What does it look like when nostalgia, food and K-pop are rendered into playful shapes and tinted with a palette of primary colors?
Artist Subin Yang‘s illustrations encapsulate all of these elements and more, transforming mundane aspects of daily life into whimsical and vibrant tableaux.
From colorful depictions of grocery bags to muscly interpretations of Pam Tanowitz’s choreography, Yang’s work captures a wide range of subject matter that all cohere under her distinct, blocky style of drawing.
In this hand-written interview, ALL ARTS corresponded with Yang about her illustrations, inspirations and work process. Scroll through for the original answers, written and drawn by Yang.
First drawing (that you remember)?
I used to think a Sailor Moon fanart is the first drawing I remember, but actually, I recently remembered an older one: girls having a meal and dessert in a cute house!!! I can’t believe my aesthetics have not changed since I was a six-year-old.

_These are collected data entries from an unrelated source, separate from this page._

use thiserror::Error;

/// Grammar failures raised while decoding a service message span.
///
/// Every variant carries the fragment that could not be parsed so callers can
/// report it next to the original text.
#[derive(Clone, Debug, Error, PartialEq, Eq)]
pub enum Error {
    #[error("property value not found in `{0}`")]
    MissingValue(String),
    #[error("incorrect property name `{0}`")]
    InvalidPropertyName(String),
    #[error("value should start with \"'\": `{0}`")]
    ExpectedOpeningQuote(String),
    #[error("value should end with \"'\": `{0}`")]
    UnterminatedValue(String),
    #[error("invalid attribute name: {0}")]
    InvalidAttributeName(String),
    #[error("cannot extract text message [{0}]")]
    InvalidArgument(String),
    #[error("invalid timestamp `{value}`: {source}")]
    InvalidTimestamp {
        value: String,
        source: TimestampError,
    },
}

/// Field level failures of the `timestamp` attribute parser.
#[derive(Clone, Copy, Debug, Error, PartialEq, Eq)]
pub enum TimestampError {
    #[error("timestamp too short")]
    TooShort,
    #[error("invalid date or time separator")]
    InvalidCharDateTimeSep,
    #[error("invalid character in numeric field")]
    InvalidDigit,
    #[error("year out of range")]
    OutOfRangeYear,
    #[error("month out of range")]
    OutOfRangeMonth,
    #[error("day out of range")]
    OutOfRangeDay,
    #[error("hour out of range")]
    OutOfRangeHour,
    #[error("minute out of range")]
    OutOfRangeMinute,
    #[error("second out of range")]
    OutOfRangeSecond,
    #[error("fraction of second must have exactly 3 digits")]
    InvalidFraction,
    #[error("invalid timezone sign")]
    InvalidCharTzSign,
    #[error("invalid timezone hour")]
    InvalidCharTzHour,
    #[error("invalid timezone minute")]
    InvalidCharTzMinute,
    #[error("timezone minute out of range")]
    OutOfRangeTzMinute,
    #[error("timezone out of range")]
    OutOfRangeTimezone,
    #[error("unexpected characters after timestamp")]
    ExtraCharacters,
}

pub type Result<T> = std::result::Result<T, Error>;
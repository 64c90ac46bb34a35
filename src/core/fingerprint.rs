use super::frame::FrameArtifact;
use image::{DynamicImage, GrayImage, ImageReader};
use image_hasher::{HashAlg, Hasher, HasherConfig};
use serde::{Deserialize, Serialize};
use std::fmt;
use std::path::Path;
use thiserror::Error;

pub const DEFAULT_HASH_SIZE: u32 = 8;
pub const MIN_HASH_SIZE: u32 = 2;
pub const MAX_HASH_SIZE: u32 = 64;

#[derive(Debug, Error)]
pub enum FingerprintError {
    #[error("IO error: {0}")]
    Io(#[from] std::io::Error),

    #[error("Could not decode image: {0}")]
    Decode(#[from] image::ImageError),

    #[error("Image has no pixels ({width}x{height})")]
    EmptyImage { width: u32, height: u32 },

    #[error("Hash size must be between 2 and 64, got {0}")]
    InvalidHashSize(u32),
}

/// Hex-encoded perceptual hash of a frame.
#[derive(Debug, Clone, PartialEq, Eq, PartialOrd, Ord, Hash, Serialize, Deserialize)]
#[serde(transparent)]
pub struct Fingerprint(pub String);

impl Fingerprint {
    pub fn new(value: impl Into<String>) -> Self {
        Self(value.into())
    }

    pub fn as_str(&self) -> &str {
        &self.0
    }

    /// Number of differing bits, or `None` when the two are not comparable.
    ///
    /// Informational only: duplicates are decided by exact equality.
    pub fn distance(&self, other: &Fingerprint) -> Option<u32> {
        let a = hex::decode(&self.0).ok()?;
        let b = hex::decode(&other.0).ok()?;
        if a.len() != b.len() {
            return None;
        }
        Some(a.iter().zip(&b).map(|(x, y)| (x ^ y).count_ones()).sum())
    }
}

impl fmt::Display for Fingerprint {
    fn fmt(&self, f: &mut fmt::Formatter<'_>) -> fmt::Result {
        f.write_str(&self.0)
    }
}

/// DCT-based perceptual hash over the grayscale frame.
///
/// Stateless apart from the configured hasher, so a single instance can be
/// shared across threads.
pub struct Fingerprinter {
    hasher: Hasher,
    hash_size: u32,
}

impl Fingerprinter {
    pub fn new(hash_size: u32) -> Result<Self, FingerprintError> {
        if !(MIN_HASH_SIZE..=MAX_HASH_SIZE).contains(&hash_size) {
            return Err(FingerprintError::InvalidHashSize(hash_size));
        }

        Ok(Self {
            hasher: build_hasher(hash_size),
            hash_size,
        })
    }

    pub fn hash_size(&self) -> u32 {
        self.hash_size
    }

    /// Length of every fingerprint this instance produces.
    pub fn hex_len(&self) -> usize {
        let bits = (self.hash_size * self.hash_size) as usize;
        bits.div_ceil(8) * 2
    }

    pub fn fingerprint(&self, frame: &FrameArtifact) -> Result<Fingerprint, FingerprintError> {
        if frame.width() == 0 || frame.height() == 0 {
            return Err(FingerprintError::EmptyImage {
                width: frame.width(),
                height: frame.height(),
            });
        }
        Ok(self.hash_gray(&image::imageops::grayscale(&frame.image)))
    }

    pub fn fingerprint_image(&self, image: &DynamicImage) -> Result<Fingerprint, FingerprintError> {
        if image.width() == 0 || image.height() == 0 {
            return Err(FingerprintError::EmptyImage {
                width: image.width(),
                height: image.height(),
            });
        }
        Ok(self.hash_gray(&image.to_luma8()))
    }

    pub fn fingerprint_file(&self, path: &Path) -> Result<Fingerprint, FingerprintError> {
        let image = ImageReader::open(path)?.with_guessed_format()?.decode()?;
        self.fingerprint_image(&image)
    }

    fn hash_gray(&self, gray: &GrayImage) -> Fingerprint {
        let hash = self.hasher.hash_image(gray);
        Fingerprint(hex::encode(hash.as_bytes()))
    }
}

impl Default for Fingerprinter {
    fn default() -> Self {
        Self {
            hasher: build_hasher(DEFAULT_HASH_SIZE),
            hash_size: DEFAULT_HASH_SIZE,
        }
    }
}

// Median of the low-frequency DCT coefficients, the classic pHash.
fn build_hasher(hash_size: u32) -> Hasher {
    HasherConfig::new()
        .hash_size(hash_size, hash_size)
        .hash_alg(HashAlg::Median)
        .preproc_dct()
        .to_hasher()
}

My experiences, food, colors, nature, concepts about home and identity.
Single word (or color or feeling) to describe your style?
Energetic or charming (I hope?). In terms of color, I’m definitely a pink lover!
Best way to start a new project?
Find something new I can enjoy/ learn about and sketch things I see in my daily life!
What are you most nostalgic for?
I used to be most nostalgic for living in India and Korea as a kid — now I miss living in Portland and in New York with my sister! But it’s always about the relationships I’d fostered in those places rather than the physical places, I’ve come to realize.
Favorite New York City spot to be inspired?
Oh my gosh — it’s most definitely the subway! So lively and so funny (mostly). I’m actually working on a series of illustrations based on my NYC metro experiences.
Preferred music genre?
Right now I love Japanese 80s city pop (Mariya Takeuchi, Taeko Ohnuki, Miki Matsubara) and mellow band music like Phum Viphurit, Hyukoh, Moonchild, Japanese Breakfast, YeYe. But also some good late 90s and early 2000s K-pop!
Preferred mid-day work snack?
Mmm — a good slice of cake (green tea, earl gray, chestnut flavored or simply cream and fruits), with some light tea is ideally what I’d eat as a snack every day. Now that I’m in Korea, I have more options, like rice cakes and rice crackers.
Most creative time of day?
I think that after a good night’s sleep, I can draw all morning and all night! The daytime is more for eating good lunch and resting.
Any last notes for aspiring artists?
Don’t worry even before starting! Sometimes you just gotta dive in and draw lots before coming to a finished illustration that you are satisfied with. (I also tend to freeze up and worry instead of actively working on a project — it’s really a fight against yourself!)
A reminder (for myself): Don’t be afraid of starting something. We are all just a speck of dust passing through.